INFORMATION SUPPLIED:
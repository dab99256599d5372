//! Filesystem registry
//!
//! A registry rooted at a directory. Any `pattern.yaml` below the root is a
//! published pattern version; the layout under the root is free-form, e.g.
//!
//! ```text
//! <root>/
//! ├── observability/monitoring/1.0.0/pattern.yaml
//! ├── observability/monitoring/1.1.0/pattern.yaml
//! └── security/cert-manager/pattern.yaml
//! ```

use std::collections::BTreeMap;
use std::path::{Path, PathBuf};

use crate::error::{GitopsiError, Result};
use crate::pattern::Pattern;

use super::index::{RegistryIndex, scan_patterns};
use super::{IndexEntry, Registry};

/// Registry backed by a local directory tree
#[derive(Debug)]
pub struct LocalRegistry {
    id: String,
    root: PathBuf,
    index: RegistryIndex,
    /// name -> version -> pattern.yaml path
    files: BTreeMap<String, BTreeMap<String, PathBuf>>,
}

impl LocalRegistry {
    /// Open a registry and scan it for patterns.
    ///
    /// A missing root is an empty registry.
    pub fn open(id: impl Into<String>, root: impl Into<PathBuf>) -> Self {
        let id = id.into();
        let root = root.into();

        let scanned = if root.is_dir() {
            scan_patterns(&root)
        } else {
            tracing::debug!(registry = %id, root = %root.display(), "registry directory missing");
            Vec::new()
        };

        let mut files: BTreeMap<String, BTreeMap<String, PathBuf>> = BTreeMap::new();
        for (path, pattern) in &scanned {
            files
                .entry(pattern.name().to_string())
                .or_default()
                .insert(pattern.version().to_string(), path.clone());
        }
        let index = RegistryIndex::from_patterns(scanned.iter().map(|(_, p)| p));
        tracing::debug!(registry = %id, patterns = index.patterns.len(), "registry scanned");

        Self {
            id,
            root,
            index,
            files,
        }
    }

    pub fn id(&self) -> &str {
        &self.id
    }

    pub fn root(&self) -> &Path {
        &self.root
    }
}

impl Registry for LocalRegistry {
    fn find_pattern(&self, name: &str) -> Result<(IndexEntry, String)> {
        self.index
            .find(name)
            .cloned()
            .map(|entry| (entry, self.id.clone()))
            .ok_or_else(|| GitopsiError::PatternNotFound {
                name: name.to_string(),
            })
    }

    fn fetch_pattern(&self, registry_id: &str, name: &str, version: &str) -> Result<Pattern> {
        if registry_id != self.id {
            return Err(GitopsiError::RegistryFailed {
                registry: registry_id.to_string(),
                reason: format!("unknown registry (this is '{}')", self.id),
            });
        }

        let (entry, _) = self.find_pattern(name)?;
        let version = if version.is_empty() {
            entry.latest.as_str()
        } else {
            version
        };

        let path = self
            .files
            .get(name)
            .and_then(|versions| versions.get(version))
            .ok_or_else(|| GitopsiError::VersionNotFound {
                name: name.to_string(),
                version: version.to_string(),
            })?;

        tracing::debug!(pattern = name, version, path = %path.display(), "fetching pattern");
        Pattern::from_file(path)
    }

    fn entries(&self) -> Vec<IndexEntry> {
        self.index.patterns.clone()
    }
}
//! Command helper utilities

use std::path::PathBuf;

use console::Style;
use inquire::Confirm;

use crate::cli::GlobalArgs;
use crate::error::{GitopsiError, Result};
use crate::project::Project;
use crate::registry::RegistrySet;

/// Resolve the project root.
///
/// An explicit path wins. Otherwise the nearest ancestor of the current
/// directory holding `.gitopsi/` is used, falling back to the current
/// directory itself.
pub fn resolve_project_path(project: Option<PathBuf>) -> Result<PathBuf> {
    if let Some(path) = project {
        return Ok(path);
    }
    let current = std::env::current_dir().map_err(|e| GitopsiError::IoError {
        message: format!("Failed to get current directory: {e}"),
    })?;
    Ok(Project::find_from(&current).unwrap_or(current))
}

/// Open the project and its registries
pub fn open(global: &GlobalArgs) -> Result<(Project, RegistrySet)> {
    let root = resolve_project_path(global.project.clone())?;
    let project = Project::open(&root)?;
    let registries = project.registries(global.registry.as_deref());
    Ok((project, registries))
}

/// Ask for confirmation unless `yes` is set or stdin is not a terminal
pub fn confirm(prompt: &str, yes: bool) -> Result<bool> {
    if yes || !console::user_attended() {
        return Ok(true);
    }
    Confirm::new(prompt)
        .with_default(true)
        .with_help_message("Press Enter to confirm, or 'n' to cancel")
        .prompt()
        .map_err(|e| GitopsiError::IoError {
            message: format!("Failed to read confirmation: {e}"),
        })
}

/// Print warnings in yellow
pub fn print_warnings(warnings: &[String]) {
    let style = Style::new().yellow();
    for warning in warnings {
        println!("{} {warning}", style.apply_to("warning:"));
    }
}

/// Print a list of project-relative paths under a heading
pub fn print_paths(heading: &str, paths: &[String]) {
    if paths.is_empty() {
        return;
    }
    println!("{}", Style::new().bold().apply_to(heading));
    for path in paths {
        println!("  {path}");
    }
}

/// Serialize a value as pretty JSON to stdout
pub fn print_json<T: serde::Serialize>(value: &T) -> Result<()> {
    println!("{}", serde_json::to_string_pretty(value)?);
    Ok(())
}
//! Scaffolding of new pattern definitions

use std::path::{Path, PathBuf};

use serde_yaml::{Mapping, Value};

use crate::error::{GitopsiError, Result, write_error};

use super::{
    Component, ComponentKind, ConfigItem, ConfigType, ConfigValue, PATTERN_FILE, Pattern,
    ValidationCheck, validation,
};

/// Create `<dir>/<name>/pattern.yaml` and a README for a new pattern.
///
/// Returns the created pattern directory. An existing `pattern.yaml` is
/// never overwritten.
pub fn scaffold_pattern(dir: &Path, name: &str, category: &str) -> Result<PathBuf> {
    if !validation::is_valid_name(name) {
        return Err(GitopsiError::PatternInvalid {
            message: format!("name '{name}' must be lowercase letters, digits and '-'"),
        });
    }

    let pattern_dir = dir.join(name);
    let pattern_file = pattern_dir.join(PATTERN_FILE);
    if pattern_file.exists() {
        return Err(GitopsiError::FileWriteFailed {
            path: pattern_file.display().to_string(),
            reason: "pattern already exists".to_string(),
        });
    }

    std::fs::create_dir_all(&pattern_dir).map_err(|e| write_error(&pattern_dir, &e))?;

    let pattern = skeleton(name, category);
    let yaml = pattern.to_yaml()?;
    std::fs::write(&pattern_file, yaml).map_err(|e| write_error(&pattern_file, &e))?;

    let readme = pattern_dir.join("README.md");
    if !readme.exists() {
        std::fs::write(&readme, readme_text(&pattern)).map_err(|e| write_error(&readme, &e))?;
    }

    tracing::info!(pattern = name, path = %pattern_dir.display(), "scaffolded pattern");
    Ok(pattern_dir)
}

fn skeleton(name: &str, category: &str) -> Pattern {
    let mut pattern = Pattern::new(name, "0.1.0");
    pattern.metadata.description = format!("{name} pattern");
    pattern.metadata.category = category.to_string();

    let mut values = Mapping::new();
    values.insert(Value::from("replicaCount"), Value::from(1));
    let mut component = Component::helm(name, name, "https://charts.example.com").with_namespace(name);
    if let ComponentKind::Helm { values: v, .. } = &mut component.kind {
        *v = values;
    }
    pattern.spec.components.push(component);

    pattern.spec.config.insert(
        "replicaCount".to_string(),
        ConfigItem {
            kind: ConfigType::Integer,
            default: Some(ConfigValue::Integer(1)),
            description: "Number of replicas".to_string(),
            required: false,
        },
    );
    pattern.spec.validation.push(ValidationCheck {
        name: format!("{name}-ready"),
        check: format!("kubectl rollout status deployment/{name} -n {name}"),
        timeout: Some("5m".to_string()),
    });
    pattern
}

fn readme_text(pattern: &Pattern) -> String {
    format!(
        "# {name}\n\n{description}\n\n## Install\n\n```sh\ngitopsi install {name} --env dev\n```\n",
        name = pattern.name(),
        description = pattern.metadata.description
    )
}

#[cfg(test)]
mod tests {
    use super::*;

    #[test]
    fn test_scaffold_creates_valid_pattern() {
        let temp = tempfile::TempDir::new().unwrap();
        let dir = scaffold_pattern(temp.path(), "redis", "databases").unwrap();

        assert!(dir.join("README.md").is_file());
        let pattern = validation::validate_pattern_file(&dir).unwrap();
        assert_eq!(pattern.name(), "redis");
        assert_eq!(pattern.metadata.category, "databases");
    }

    #[test]
    fn test_scaffold_refuses_to_overwrite() {
        let temp = tempfile::TempDir::new().unwrap();
        scaffold_pattern(temp.path(), "redis", "databases").unwrap();
        assert!(scaffold_pattern(temp.path(), "redis", "databases").is_err());
    }

    #[test]
    fn test_scaffold_rejects_bad_name() {
        let temp = tempfile::TempDir::new().unwrap();
        assert!(scaffold_pattern(temp.path(), "Bad Name", "x").is_err());
        assert!(!temp.path().join("Bad Name").exists());
    }
}
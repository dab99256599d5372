//! Configuration file handling for gitopsi
//!
//! This module contains data structures for:
//! - `.gitopsi/patterns.yaml` - Install ledger
//! - `.gitopsi/config.yaml` - Project settings

pub mod ledger;
pub mod settings;

// Re-export commonly used types
pub use ledger::{InstallStatus, InstalledPattern, LEDGER_VERSION, State, StateStore};
pub use settings::{GitOpsTool, RegistrySource, Settings};
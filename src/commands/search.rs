//! Search command implementation

use console::Style;

use crate::cli::{GlobalArgs, SearchArgs};
use crate::commands::helpers::open;
use crate::error::Result;

/// Run search command
pub fn run(global: &GlobalArgs, args: SearchArgs) -> Result<()> {
    let (_, registries) = open(global)?;
    let found = registries.search(args.query.as_deref(), args.category.as_deref());

    if found.is_empty() {
        println!("No patterns found.");
        return Ok(());
    }

    for (entry, registry) in &found {
        println!(
            "{} {} {}",
            Style::new().bold().yellow().apply_to(&entry.name),
            entry.latest,
            Style::new().dim().apply_to(format!("[{}] ({registry})", entry.category))
        );
        if !entry.description.is_empty() {
            println!("  {}", entry.description);
        }
    }
    Ok(())
}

TASK GOAL:
Among the lines above, find the one with "warnings in yellow" and the one with "under a heading". Quote both and everything between them, exactly.

SOLVED PROBLEM:
/// Print warnings in yellow
pub fn print_warnings(warnings: &[String]) {
    let style = Style::new().yellow();
    for warning in warnings {
        println!("{} {warning}", style.apply_to("warning:"));
    }
}

/// Print a list of project-relative paths under a heading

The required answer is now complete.